De forma complementar à questão 2, podemos destacar que a profissão de jornalista no Brasil hoje está submetida a uma espécie de “bomba relógio”, do ponto de vista da precarização das condições de trabalho e do agravamento da saúde laboral. Os dados da pesquisa “gritam” para nós que a precarização do trabalho jornalístico avançou significativamente a partir de vários indicadores. Nos tipos de contratação, caiu o volume de vínculos CLT (de 60%, em 2012, para 45,8% no atual estudo), um provável efeito da reforma trabalhista, e as formas precárias chegam a 24% (frilas, prestação de serviços sem contrato, PJ e MEI).
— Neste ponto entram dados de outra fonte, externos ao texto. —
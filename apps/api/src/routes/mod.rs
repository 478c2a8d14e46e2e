pub mod health;

use axum::{
    routing::{get, patch, post},
    Router,
};

use crate::state::AppState;
use crate::{admin, assistant, auth, planner, roadmap};

pub fn build_router(state: AppState) -> Router {
    Router::new()
        .route("/health", get(health::health_handler))
        // Auth
        .route("/api/v1/auth/signup", post(auth::handlers::handle_signup))
        .route("/api/v1/auth/login", post(auth::handlers::handle_login))
        // Roadmap
        .route(
            "/api/v1/roadmap/generate",
            post(roadmap::handlers::handle_generate),
        )
        .route(
            "/api/v1/roadmap",
            get(roadmap::handlers::handle_get_roadmap)
                .put(roadmap::handlers::handle_save_roadmap),
        )
        .route(
            "/api/v1/roadmap/task",
            patch(roadmap::handlers::handle_update_task),
        )
        .route(
            "/api/v1/roadmap/progress",
            get(roadmap::handlers::handle_get_progress),
        )
        .route(
            "/api/v1/roadmap/history",
            get(roadmap::handlers::handle_history),
        )
        // Planner
        .route(
            "/api/v1/planner/daily",
            get(planner::handlers::handle_get_daily_plan)
                .post(planner::handlers::handle_generate_daily_plan),
        )
        .route(
            "/api/v1/planner/schedule",
            post(planner::handlers::handle_schedule),
        )
        // Assistant
        .route(
            "/api/v1/assistant/quick",
            post(assistant::handlers::handle_quick),
        )
        .route(
            "/api/v1/assistant/history",
            get(assistant::handlers::handle_history),
        )
        // Admin
        .route("/api/v1/admin/stats", get(admin::handle_stats))
        .with_state(state)
}
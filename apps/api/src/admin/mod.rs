//! Admin dashboard aggregates.

use axum::{
    extract::{Query, State},
    Json,
};
use serde::Serialize;
use sqlx::FromRow;

use crate::errors::AppError;
use crate::models::user::{EmailQuery, UserRow};
use crate::state::AppState;

#[derive(Debug, Serialize, FromRow)]
pub struct GoalCount {
    pub goal: String,
    pub count: i64,
}

#[derive(Debug, Serialize, FromRow)]
pub struct SkillCount {
    pub skill: String,
    pub count: i64,
}

#[derive(Debug, Serialize)]
pub struct StatsResponse {
    pub total_users: i64,
    pub total_roadmaps: i64,
    pub top_goals: Vec<GoalCount>,
    pub top_skills: Vec<SkillCount>,
}

/// GET /api/v1/admin/stats — caller must be an admin.
pub async fn handle_stats(
    State(state): State<AppState>,
    Query(params): Query<EmailQuery>,
) -> Result<Json<StatsResponse>, AppError> {
    let caller = UserRow::fetch_by_email(&state.db, &params.email).await?;
    if !caller.is_admin {
        return Err(AppError::Forbidden);
    }

    let total_users: i64 = sqlx::query_scalar("SELECT COUNT(*) FROM users")
        .fetch_one(&state.db)
        .await?;
    let total_roadmaps: i64 = sqlx::query_scalar("SELECT COUNT(*) FROM roadmap_snapshots")
        .fetch_one(&state.db)
        .await?;

    let top_goals: Vec<GoalCount> = sqlx::query_as(
        "SELECT goal, COUNT(*) AS count FROM users WHERE goal IS NOT NULL \
         GROUP BY goal ORDER BY count DESC LIMIT 10",
    )
    .fetch_all(&state.db)
    .await?;

    let top_skills: Vec<SkillCount> = sqlx::query_as(
        "SELECT s AS skill, COUNT(*) AS count FROM users, unnest(skills) AS s \
         GROUP BY s ORDER BY count DESC LIMIT 20",
    )
    .fetch_all(&state.db)
    .await?;

    Ok(Json(StatsResponse {
        total_users,
        total_roadmaps,
        top_goals,
        top_skills,
    }))
}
Outro dado alarmante vem da jornada de trabalho: o percentual de jornalistas com carga diária superior a 8h permanece elevado (42,2%) e 3,2% dos respondentes afirmaram trabalhar mais de 13h/dia – considerando o agravante de que 60% dos/as jornalistas brasileiros têm menos de 40 anos. Em síntese, em termos de saúde laboral temos um grave quadro de indicadores: a) 66,2% se sentem estressados/as no trabalho (enquanto 33,8% responderam não); b) 34,1% já foram diagnosticados/as com estresse (contra 65,9% que responderam negativamente); c) 20,1% já foram diagnosticados/as com algum transtorno mental relacionado ao trabalho e outros 31,4% receberam indicação para tomar antidepressivos; d) cerca de 20% têm diagnóstico de LER/DORT; e, por fim, e) 40% dos/as profissionais afirmaram já ter sofrido assédio moral e 11%, assédio sexual.

A boa notícia é a reconfiguração do mercado de trabalho, conforme os dados da pesquisa Atlas da Notícia, que citamos no relatório final do Perfil: houve um importante crescimento dos “arranjos alternativos e independentes às corporações de mídia hegemônicas” (segundo a pesquisa “Atlas da Notícia, 2020”, entre 2019 e 2020 foram criados 1.170 novos veículos digitais de jornalismo), mas eles envolvem cerca de 10% dos profissionais que atuam em mídias.

Que impacto você gostaria que esta pesquisa tivesse na vida das e dos jornalistas brasileiros e no ambiente jornalístico no país?

Primeiro, que ela vai continuar contribuindo para o aperfeiçoamento dos estudos sobre os jornalistas no país, especialmente nos trabalhos no âmbito da Associação Brasileira de Pesquisadores/as em Jornalismo (SBPJor), notadamente na Rede de Estudos sobre Identidade e Profissão dos Jornalistas (RETIJ), que articula dezenas de pesquisadores em nível nacional, como também da INTERCOM, COMPÓS e outras entidades que congregam as/os pesquisadores do campo do jornalismo e da comunicação. Em segundo lugar, a pesquisa pode contribuir para a organização dos jornalistas, ou seja, sindicatos, associações, Federação Nacional – FENAJ podem tomar os dados como referência para refinar suas estratégias de ação. Em terceiro lugar, para os jornalistas que tiverem acesso aos dados, eles e elas podem definir melhor suas estratégias individuais de carreira e trajetória, como também perceberem a importância da ação coletiva para reivindicar melhorias nas condições de trabalho, salários, saúde laboral etc. É muito difícil reverter o cenário de precarização com engajamentos individuais. Este não é um desafio apenas dos jornalistas, mas da classe trabalhadora, é preciso reinventar constantemente as formas de organização e desenvolver a potência em defesa do Jornalismo – como profissão e forma social de conhecimento.

Vocês pretendem manter a periodicidade da pesquisa, realizando uma nova edição daqui a 10 anos?

Sim, a ideia é manter essa periodicidade de uma década, porque consideramos um período mais fecundo para a observação das mudanças e permanências no Jornalismo. Deste modo, a próxima rodada será em 2031.